À soi-même : Journal (1867-1915)/Introduction

La bibliothèque libre.
Texte établi par Introduction de Jacques Morland, H. Floury, Éditeur (Notes sur la vie. L’Art et les Artistesp. 5-7).


Introduction


Les amis d’ODILON REDON n’oublieront jamais son joyeux accueil lorsqu’ils venaient le surprendre au milieu de son travail. Sans quitter les gants de fil blanc avec lesquels il avait tenu le pinceau et la palette, il venait s’asseoir et son esprit s’épanouissait dans une conversation à la fois mesurée et enthousiaste. Il mettait dans ses propos une douceur, une discrétion qui invitait l’interlocuteur à développer librement sa pensée et il l’écoutait attentivement, avec une bienveillance inlassable, avec, pour tout dire, une affection où se dépensait la richesse juvénile de son cœur. C’est pourquoi les jeunes artistes qui ont eu le bonheur de le connaître trouvaient ses conseils si précieux. Ils ne pouvaient pas croire qu’Odilon Redon avait l’âge d’un vieillard : la jeunesse de son regard, la vivacité de son esprit, une certaine flamme communicative qui créait autour de lui une chaude et ardente lumière, son rire enfin, le rire de l’homme heureux de son travail et qui se repose satisfait, tout donnait l’illusion que le nombre de ses années, au lieu de peser sur lui, l’enrichissait encore.

Il avait été longtemps méconnu. Ses fusains, ses gravures, ses lithographies, tout ce qu’il appelait avec amour ses noirs ne fut apprécié que tardivement.

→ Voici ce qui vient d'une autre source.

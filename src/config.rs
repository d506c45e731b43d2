//! Constants shared across the crate.
//!
//! These fix the on-stream format and the CLI defaults, so they are the
//! single source of truth for compatibility between encrypt and decrypt.

/// Length of the salt written at (or read from) the head of the stream when
/// the caller does not supply one.
pub const SALT_SIZE: usize = 32;

/// Bytes pulled per `sync_read`.
///
/// 1 MiB is a multiple of every supported cipher block size (16 for AES-CTR,
/// 64 for ChaCha20), so only the final chunk of a stream can be short.
pub const CHUNK_SIZE: usize = 1 << 20;

/// Default KDF spec: algorithm, time cost, memory cost (KiB), parallelism.
pub const DEFAULT_KDF: &str = "argon2id,1,2097152,4";

/// Default cipher list.
pub const DEFAULT_CIPHER: &str = "chacha20";

/// Default MAC list.
pub const DEFAULT_MAC: &str = "poly1305";

/// Default worker count for the stream pipeline.
pub const DEFAULT_THREADS: usize = 4;
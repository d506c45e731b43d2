//! SHA-1 (FIPS 180-4).
//!
//! Kept for HMAC-SHA1 compatibility with existing streams; not a choice for
//! new deployments.

use crate::crypto::Digest;

const IV: [u32; 5] = [0x6745_2301, 0xefcd_ab89, 0x98ba_dcfe, 0x1032_5476, 0xc3d2_e1f0];

#[derive(Clone)]
pub struct Sha1 {
    h: [u32; 5],
    buf: [u8; 64],
    buf_len: usize,
    total: u64,
}

impl Digest for Sha1 {
    const BLOCK_SIZE: usize = 64;
    const OUTPUT_SIZE: usize = 20;

    fn new() -> Self {
        Self { h: IV, buf: [0; 64], buf_len: 0, total: 0 }
    }

    fn update(&mut self, mut input: &[u8]) {
        self.total = self.total.wrapping_add(input.len() as u64);

        while !input.is_empty() {
            let take = (Self::BLOCK_SIZE - self.buf_len).min(input.len());
            self.buf[self.buf_len..self.buf_len + take].copy_from_slice(&input[..take]);
            self.buf_len += take;
            input = &input[take..];

            if self.buf_len == Self::BLOCK_SIZE {
                self.compress();
                self.buf_len = 0;
            }
        }
    }

    fn finalize(mut self, out: &mut [u8]) {
        let bits = self.total.wrapping_mul(8);

        self.buf[self.buf_len] = 0x80;
        self.buf_len += 1;
        if self.buf_len + 8 > Self::BLOCK_SIZE {
            self.buf[self.buf_len..].fill(0);
            self.compress();
            self.buf_len = 0;
        }
        self.buf[self.buf_len..56].fill(0);
        self.buf[56..].copy_from_slice(&bits.to_be_bytes());
        self.compress();

        for (i, word) in self.h.iter().enumerate() {
            out[4 * i..4 * i + 4].copy_from_slice(&word.to_be_bytes());
        }
    }
}

impl Sha1 {
    fn compress(&mut self) {
        let mut w = [0u32; 80];
        for (t, chunk) in self.buf.chunks_exact(4).enumerate() {
            w[t] = u32::from_be_bytes(chunk.try_into().unwrap());
        }
        for t in 16..80 {
            w[t] = (w[t - 3] ^ w[t - 8] ^ w[t - 14] ^ w[t - 16]).rotate_left(1);
        }

        let [mut a, mut b, mut c, mut d, mut e] = self.h;

        for (t, &word) in w.iter().enumerate() {
            let (f, k) = match t {
                0..=19 => ((b & c) ^ (!b & d), 0x5a82_7999),
                20..=39 => (b ^ c ^ d, 0x6ed9_eba1),
                40..=59 => ((b & c) ^ (b & d) ^ (c & d), 0x8f1b_bcdc),
                _ => (b ^ c ^ d, 0xca62_c1d6),
            };
            let temp = a
                .rotate_left(5)
                .wrapping_add(f)
                .wrapping_add(e)
                .wrapping_add(k)
                .wrapping_add(word);
            e = d;
            d = c;
            c = b.rotate_left(30);
            b = a;
            a = temp;
        }

        self.h[0] = self.h[0].wrapping_add(a);
        self.h[1] = self.h[1].wrapping_add(b);
        self.h[2] = self.h[2].wrapping_add(c);
        self.h[3] = self.h[3].wrapping_add(d);
        self.h[4] = self.h[4].wrapping_add(e);
    }
}
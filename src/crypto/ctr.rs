//! CTR mode over AES (SP 800-38A), with a big-endian counter block.
//!
//! Each keystream block is the encryption of the current counter; the counter
//! then increments with carry from the lowest byte upward. A short final
//! block XORs only a prefix of the keystream, the surplus is discarded.

use crate::crypto::aes::{self, Aes};
use crate::util::memxor;

#[derive(Clone)]
pub struct AesCtr {
    cipher: Aes,
    counter: [u8; aes::BLOCK_SIZE],
}

impl AesCtr {
    pub const BLOCK_SIZE: usize = aes::BLOCK_SIZE;

    pub fn new(cipher: Aes, counter: [u8; aes::BLOCK_SIZE]) -> Self {
        Self { cipher, counter }
    }

    /// Replaces the active counter block.
    pub fn set_counter_block(&mut self, counter: [u8; aes::BLOCK_SIZE]) {
        self.counter = counter;
    }

    /// Encrypts (or equivalently decrypts) up to one block in place and
    /// advances the counter.
    pub fn apply_block(&mut self, data: &mut [u8]) {
        debug_assert!(data.len() <= Self::BLOCK_SIZE);

        let mut keystream = self.counter;
        self.cipher.encrypt_block(&mut keystream);
        self.increment();
        memxor(data, &keystream[..data.len()]);
    }

    fn increment(&mut self) {
        let last = Self::BLOCK_SIZE - 1;
        self.counter[last] = self.counter[last].wrapping_add(1);
        let mut i = last;
        while self.counter[i] == 0 && i > 0 {
            self.counter[i - 1] = self.counter[i - 1].wrapping_add(1);
            i -= 1;
        }
    }
}
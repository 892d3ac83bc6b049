//! Similarity-based greedy prioritization over an LSH index
//!
//! Orders tests by repeatedly excluding the near-neighborhood of what has
//! already been covered: the index recalls tests similar to the running
//! coverage signature, and the next pick comes from everything outside that
//! neighborhood. When the neighborhood swallows all remaining tests the
//! coverage signature is re-seeded and selection continues.

use tracing::debug;

use crate::error::Result;
use crate::prioritize::minhash::{LshIndex, MinHash, MinHasher};

/// Greedy LSH prioritization, returning original indices.
///
/// `tokens[i]` is the token list of `cases[i]`; a test that produced no
/// tokens is given a placeholder signature so it still participates. Ties
/// keep the earliest case, so the order is deterministic for fixed inputs.
pub fn lsh_greedy_order(
    cases: &[String],
    tokens: &[Vec<String>],
    bands: usize,
    rows: usize,
    num_perm: usize,
) -> Result<Vec<usize>> {
    debug_assert_eq!(cases.len(), tokens.len());
    let mut index = LshIndex::new(bands, rows, num_perm)?;
    if cases.is_empty() {
        return Ok(Vec::new());
    }

    let hasher = MinHasher::new(num_perm);
    let signatures: Vec<MinHash> = tokens
        .iter()
        .map(|t| {
            if t.is_empty() {
                hasher.empty_signature()
            } else {
                hasher.signature(t)
            }
        })
        .collect();
    for (case, signature) in cases.iter().zip(&signatures) {
        index.insert(case, signature);
    }

    let mut selected = vec![false; cases.len()];
    let mut order = Vec::with_capacity(cases.len());
    let mut covered = MinHash::empty();

    for _ in 0..cases.len() {
        let mut near = index.query(&covered);
        if near.is_empty() && !covered.is_empty() {
            // Everything left is far from the covered set; start a new pass.
            covered = MinHash::empty();
            near.clear();
        }
        let mut candidates: Vec<usize> = (0..cases.len())
            .filter(|&i| !selected[i] && !near.contains(&cases[i]))
            .collect();
        if candidates.is_empty() {
            candidates = (0..cases.len()).filter(|&i| !selected[i]).collect();
        }
        let mut best = candidates[0];
        let mut best_score = f64::MIN;
        for &i in &candidates {
            let score = signatures[i].jaccard(&covered);
            if score > best_score {
                best_score = score;
                best = i;
            }
        }
        selected[best] = true;
        index.remove(&cases[best], &signatures[best]);
        covered.union(&signatures[best]);
        order.push(best);
    }
    debug!(cases = cases.len(), "lsh order complete");
    Ok(order)
}
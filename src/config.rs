//! Run configuration
//!
//! One TOML document points at the data the experiments consume: the raw
//! checkout records, the path mapping, the static call-graph dumps and the
//! cache files. Every field has a default, so a partial document only
//! overrides what it names.

use std::path::{Path, PathBuf};

use anyhow::{Context, Result};
use serde::Deserialize;

#[derive(Debug, Clone, Deserialize)]
#[serde(default, deny_unknown_fields)]
pub struct RunConfig {
    /// Worker threads for batch-parallel jobs and experiment units.
    pub workers: usize,
    /// Minimum resolved cases a build or checkout must carry to survive.
    pub min_test_cases: usize,
    /// Directory of raw checkout records, one JSON document each.
    pub checkout_dir: PathBuf,
    /// Optional raw-path to file-path mapping table.
    pub mapping_file: Option<PathBuf>,
    /// Per-version kernel call graphs, `<sha>-cg.txt` each.
    pub kernel_cg_dir: PathBuf,
    /// Static call-graph dumps of compiled test cases.
    pub test_cg_dir: PathBuf,
    /// Same, for the selftest suite.
    pub selftest_cg_dir: PathBuf,
    /// Shell execution traces, `<stem>.txt` each.
    pub sh_trace_dir: PathBuf,
    /// Library call graph as a `caller : callee` edge list.
    pub library_graph: PathBuf,
    /// Syscall wrapper names considered interesting.
    pub syscall_list: PathBuf,
    /// Kernel syscall table mapping wrappers to entry symbols.
    pub syscall_table: PathBuf,
    /// Token cache file; omitted means in-memory only.
    pub token_cache: Option<PathBuf>,
    /// Distance cache file; omitted means in-memory only.
    pub distance_cache: Option<PathBuf>,
}

impl Default for RunConfig {
    fn default() -> Self {
        RunConfig {
            workers: 4,
            min_test_cases: 100,
            checkout_dir: PathBuf::from("data/checkouts"),
            mapping_file: None,
            kernel_cg_dir: PathBuf::from("data/kernel_cg"),
            test_cg_dir: PathBuf::from("data/test_cg"),
            selftest_cg_dir: PathBuf::from("data/selftest_cg"),
            sh_trace_dir: PathBuf::from("data/sh_traces"),
            library_graph: PathBuf::from("data/library_cg.txt"),
            syscall_list: PathBuf::from("data/syscalls.txt"),
            syscall_table: PathBuf::from("data/syscall_64.tbl"),
            token_cache: None,
            distance_cache: None,
        }
    }
}

impl RunConfig {
    pub fn load(path: &Path) -> Result<Self> {
        let text = std::fs::read_to_string(path)
            .with_context(|| format!("reading config {}", path.display()))?;
        let config = toml::from_str(&text)
            .with_context(|| format!("parsing config {}", path.display()))?;
        Ok(config)
    }
}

Les difficultés du début de sa carrière l’avaient amené à chercher sa voie, lorsqu’il eut renoncé à accepter la contrainte des enseignements officiels. Autant pour s’éclairer sur soi-même que pour juger avec plus de précision les œuvres de ses contemporains, il fit de la critique d’art et collabora en 1868 et 1869 à la Gironde . L’un de ses articles consacré aux Centaures, d’Eugène Fromentin, lui valut une lettre de celui-ci dont la conclusion est très élogieuse : « Si je n’étais pas aussi directement en cause, je vous demanderais la permission de vous dire, à mon tour, combien je trouve original et hardi le point de vue où vous placez la critique et à quel point j’apprécie le talent que vous y déployez. »

Dans un autre article daté du 31 mai 1868, Odilon Redon décrit les œuvres nouvelles qu’il a remarquées au Salon, et les artistes dont il parle sont Courbet, Manet, Pissaro, Jongkind, Monet : ce jeune écrivain savait reconnaître les élus et, s’il avait persévéré dans la critique, il y eût tenu une place éminente et contribué par la justesse de ses jugements à mettre en valeur les meilleures œuvres de son temps.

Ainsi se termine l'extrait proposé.